Thursday, September 11, 2008

Lest we forget

This is the day every year when I feel like I'll never be a real New Yorker, and maybe that's okay. I still can't imagine what it was like to be here, but today provided two moments of startling cognitive dissonance.

On the cross-trainer in the fitness room, I flip through the channels on the tiny tv, and suddenly I'm listening to Matt Lauer, Katie Couric, and Tom Brokaw narrate the events of that morning. MSNBC ran its coverage from the morning of September 11, 2001, in real time, with a clock counting forward in the bottom right corner. This isn't the first time they've done this, but it's the first time I've seen it, and its impact is amazing. The horror and the loss are clear in every word that every caller and commentator say. Also moving: how quickly rampant speculation took hold. By 11am, NBC had a reporter saying that an NYFD source told him there was an explosion that must have been a bomb planted inside one of the buildings. No wonder the conspiracy theorists can't let go. I flipped back and forth from the reading of the names to the "live" coverage. I thought they were finished when I headed back upstairs to shower, only to turn on the tv in the living room and find them starting back at the beginning of the alphabet with a new set of names.

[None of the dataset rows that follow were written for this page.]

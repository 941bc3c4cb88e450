//! API handlers: service health and the identity-provider triggers.

pub mod health;
pub mod root;
pub mod triggers;

pub use triggers::TriggerState;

Late tonight, looking for something to watch in bed, I flip past the History Channel and then flip back to the "Wittnesses to 9/11" portion of 102 Minutes That Changed America. Nine individuals of diverse backgrounds who captured video footage in New York City on September 11, 2001, discuss the way that filming the events shaped their experience of the day. They were in a media blackout on that morning, of course, with no power and no cell service. Some cannot watch their own footage; others can't stop watching theirs. One young woman wishes she had never picked up her video camera that day, because what she saw through the lens focused her attention on a "dark place" inside her that she hadn't known was there. I think there are a lot of people who feel that way about 9/11.

My father and my husband were both flying today, and I was only a little worried. Maybe that's my NYC attitude.